Methods: Blinded randomized trial in a hospital in New Delhi, India.   Between December 2008 and August 2010, consecutive patients with acute on chronic liver failure (defined as acute rise in bilirubin, INR, ascites, or encephalopathy in patients with known liver disease) were randomized to placebo or 5 ug/kg G-CSF (12 doses over month).  Exclusion criteria included hepatocellular carcinoma, portal vein thrombosis, multi-organ failure, sepsis, or grade 3 or 4 encephalopathy.  Primary end point was survival at day 60.

Results:
Cohort: In total, 47 patients were randomized with 23 patients to G-CSF and 24 patients to placebo.  Majority of patients were male in each group (3 females in each group).  Mean age was 40 in either arm.  Both groups were balanced in terms of MELD score, grade of varices, CTP score, liver enzyme levels, and encephalopathy.  Most patients had acute alcoholic hepatitis.  The placebo group had more HBV reactivation liver injury.

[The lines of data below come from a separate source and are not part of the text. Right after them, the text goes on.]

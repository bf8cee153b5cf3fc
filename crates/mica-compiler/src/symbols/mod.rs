//! Symbols and the scoped table that holds them.
//!
//! One [`SymbolTable`] holds globals and the locals of the method being
//! analyzed. Every class owns a second table for its members, which also
//! carries the locals of that class's methods while they are analyzed.

mod symbol;
mod table;

pub use symbol::{Builtin, ClassSymbol, MethodSymbol, ParameterSymbol, Symbol, VariableSymbol};
pub use table::{AlreadyDeclared, OUTERMOST, SymbolTable};
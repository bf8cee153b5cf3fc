//! The compiled artifact: functions, class layouts, globals and constants.

use std::fmt::Write as _;
use std::fs;
use std::path::Path;

use mica_core::{CodeGenError, SymbolHash, Type};
use num_enum::{IntoPrimitive, TryFromPrimitive};
use rustc_hash::FxHashMap;
use serde::{Deserialize, Serialize};

use super::{BytecodeChunk, Constant, OpCode};

/// Storage class of a slot, which fixes its default value.
#[derive(
    Debug, Clone, Copy, PartialEq, Eq, Hash, Serialize, Deserialize, TryFromPrimitive,
    IntoPrimitive,
)]
#[repr(u8)]
pub enum ValueKind {
    Int = 0,
    Double,
    Char,
    Bool,
    String,
    /// Objects and arrays; defaults to null.
    Reference,
}

impl ValueKind {
    pub fn of(ty: &Type) -> Self {
        match ty {
            Type::Int => ValueKind::Int,
            Type::Double => ValueKind::Double,
            Type::Char => ValueKind::Char,
            Type::Bool => ValueKind::Bool,
            Type::String => ValueKind::String,
            _ => ValueKind::Reference,
        }
    }

    pub fn from_u8(value: u8) -> Option<Self> {
        Self::try_from(value).ok()
    }
}

#[derive(Debug, Clone, PartialEq, Serialize, Deserialize)]
pub struct Function {
    /// `name` or `Class.name`.
    pub name: String,
    pub hash: SymbolHash,
    /// Values popped by a call, receiver included.
    pub arity: u8,
    /// Whether slot 0 holds the receiver of an instance method.
    pub has_receiver: bool,
    pub returns_value: bool,
    /// Kind of every local slot, parameters first.
    pub locals: Vec<ValueKind>,
    pub chunk: BytecodeChunk,
}

#[derive(Debug, Clone, PartialEq, Serialize, Deserialize)]
pub struct ClassLayout {
    pub name: String,
    pub hash: SymbolHash,
    pub fields: Vec<ValueKind>,
}

/// A complete compiled program.
#[derive(Debug, Clone, PartialEq, Default, Serialize, Deserialize)]
pub struct BytecodeModule {
    pub functions: Vec<Function>,
    pub classes: Vec<ClassLayout>,
    pub globals: Vec<ValueKind>,
    pub constants: Vec<Constant>,
    /// The method execution starts in, if the program has one.
    pub entry: Option<SymbolHash>,
}

impl BytecodeModule {
    pub fn function(&self, hash: SymbolHash) -> Option<&Function> {
        self.functions.iter().find(|f| f.hash == hash)
    }

    pub fn function_named(&self, name: &str) -> Option<&Function> {
        self.functions.iter().find(|f| f.name == name)
    }

    pub fn class(&self, hash: SymbolHash) -> Option<&ClassLayout> {
        self.classes.iter().find(|c| c.hash == hash)
    }

    /// Index of every function by hash, for call dispatch.
    pub fn function_index(&self) -> FxHashMap<SymbolHash, usize> {
        self.functions
            .iter()
            .enumerate()
            .map(|(i, f)| (f.hash, i))
            .collect()
    }

    pub fn to_json(&self) -> Result<String, serde_json::Error> {
        serde_json::to_string_pretty(self)
    }

    pub fn from_json(json: &str) -> Result<Self, serde_json::Error> {
        serde_json::from_str(json)
    }

    /// Serialize the module to `path`.
    pub fn write_to(&self, path: &Path) -> Result<(), CodeGenError> {
        let artifact_error = |message: String| CodeGenError::Artifact {
            path: path.display().to_string(),
            message,
        };
        let json = self.to_json().map_err(|e| artifact_error(e.to_string()))?;
        fs::write(path, json).map_err(|e| artifact_error(e.to_string()))
    }

    /// Human readable listing of every function.
    pub fn disassemble(&self) -> String {
        let mut out = String::new();
        for function in &self.functions {
            let _ = writeln!(
                out,
                "== {} (arity {}, {} locals) ==",
                function.name,
                function.arity,
                function.locals.len()
            );
            let chunk = &function.chunk;
            for (offset, op) in chunk.instructions() {
                let line = chunk.line_at(offset).unwrap_or(0);
                let _ = write!(out, "{offset:04} {line:>4} {:<14}", op.name());
                let operand = self.describe_operand(chunk, offset, op);
                let _ = writeln!(out, "{operand}");
            }
        }
        out
    }

    fn describe_operand(&self, chunk: &BytecodeChunk, offset: usize, op: OpCode) -> String {
        let at = offset + 1;
        match op {
            OpCode::Constant | OpCode::New => chunk
                .read_u16(at)
                .map(|idx| match self.constants.get(idx as usize) {
                    Some(constant) => format!(" {idx} ({constant:?})"),
                    None => format!(" {idx} (?)"),
                })
                .unwrap_or_default(),
            OpCode::Call => {
                let idx = chunk.read_u16(at).unwrap_or(0);
                let argc = chunk.read_byte(at + 2).unwrap_or(0);
                let target = match self.constants.get(idx as usize) {
                    Some(Constant::Method(hash)) => self
                        .function(*hash)
                        .map_or_else(|| hash.to_string(), |f| f.name.clone()),
                    _ => "?".to_string(),
                };
                format!(" {target} argc={argc}")
            }
            OpCode::NewArray | OpCode::Read => chunk
                .read_byte(at)
                .and_then(ValueKind::from_u8)
                .map(|kind| format!(" {kind:?}"))
                .unwrap_or_default(),
            op if op.is_jump() => chunk
                .read_u32(at)
                .map(|target| format!(" -> {target:04}"))
                .unwrap_or_default(),
            op if op.operand_size() == 2 => chunk
                .read_u16(at)
                .map(|slot| format!(" {slot}"))
                .unwrap_or_default(),
            _ => String::new(),
        }
    }
}

#[cfg(test)]
mod tests {
    use super::*;

    fn sample() -> BytecodeModule {
        let mut chunk = BytecodeChunk::new();
        chunk.write_op(OpCode::Constant, 1);
        chunk.write_u16(0, 1);
        chunk.write_op(OpCode::Write, 1);
        chunk.write_op(OpCode::ReturnVoid, 2);
        let hash = SymbolHash::from_function("main");
        BytecodeModule {
            functions: vec![Function {
                name: "main".into(),
                hash,
                arity: 0,
                has_receiver: false,
                returns_value: false,
                locals: vec![ValueKind::Int],
                chunk,
            }],
            classes: vec![],
            globals: vec![ValueKind::Double],
            constants: vec![Constant::String("hi".into())],
            entry: Some(hash),
        }
    }

    #[test]
    fn value_kinds() {
        assert_eq!(ValueKind::of(&Type::Char), ValueKind::Char);
        assert_eq!(
            ValueKind::of(&Type::array_of(Type::Int)),
            ValueKind::Reference
        );
        assert_eq!(
            ValueKind::from_u8(ValueKind::Bool.into()),
            Some(ValueKind::Bool)
        );
        assert_eq!(ValueKind::from_u8(42), None);
    }

    #[test]
    fn json_preserves_the_module() {
        let module = sample();
        let json = module.to_json().unwrap();
        assert_eq!(BytecodeModule::from_json(&json).unwrap(), module);
    }

    #[test]
    fn disassembly_lists_instructions() {
        let listing = sample().disassemble();
        assert!(listing.starts_with("== main (arity 0, 1 locals) =="));
        assert!(listing.contains("CONSTANT"));
        assert!(listing.contains("String(\"hi\")"));
        assert!(listing.contains("RETURN_VOID"));
    }

    #[test]
    fn lookup_by_hash_and_name() {
        let module = sample();
        let main = SymbolHash::from_function("main");
        assert!(module.function(main).is_some());
        assert_eq!(module.function_named("main").map(|f| f.hash), Some(main));
        assert_eq!(module.function_index().get(&main), Some(&0));
    }
}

CD 34 Cells: To verify whether G-CSF actually led to stem cell engrafment, authors compared CD34 cells in liver at baseline and at day 30.  Compared to baseline value of 27.5% CD34 cells in sinusoids (based on cell counting in immunohistochemistry), G-CSF treatment resulted in 45% CD34 cells in sinusoids.  No increase was seen in the placebo group (CD34 cells decreased from 30% to 20%).

Survival: The actuarial probability of survival was 66% with G-CSF versus 26% with placebo (p=0.001).  In total, 7 patients died in G-CSF group versus 17 deaths in placebo arm (majority from progressive multi-organ failure, mostly HRS)

MELD Scores: .Median change in MELD score at days 7, 30, and 60 was -7.4%, -18.23%, and -15.34% in G-CSF group versus +3.33%, +6.25%, and +11.76% in placebo group.

Adverse Effects: G-CSF treatment resulted in three adverse events - one had transient rash, one had herpes zoster, and one had high fevers.  Other patients completed therapy without reported adverse effects.

Discussion: This small randomized trial suggests that G-CSF has significant mortality benefit in acute on chronic liver failure!  In the two month trial period, there were 10 fewer deaths in the G-CSF group suggesting an amazingly large benefit.  There are, of course, a few caveats to this trial.  With the number of recruited patients numbering in the 20s in each group, there is no guarantee that the groups were actually well-balanced.  Also, with two month follow-up, it is unclear whether the effects of G-CSF are persistent or transient.  Clearly, this smaller trial calls for a larger, better designed randomized trial.  In the meantime, if someone with acute on chronic liver failure is perishing on standard therapy, I would strongly consider G-CSF therapy.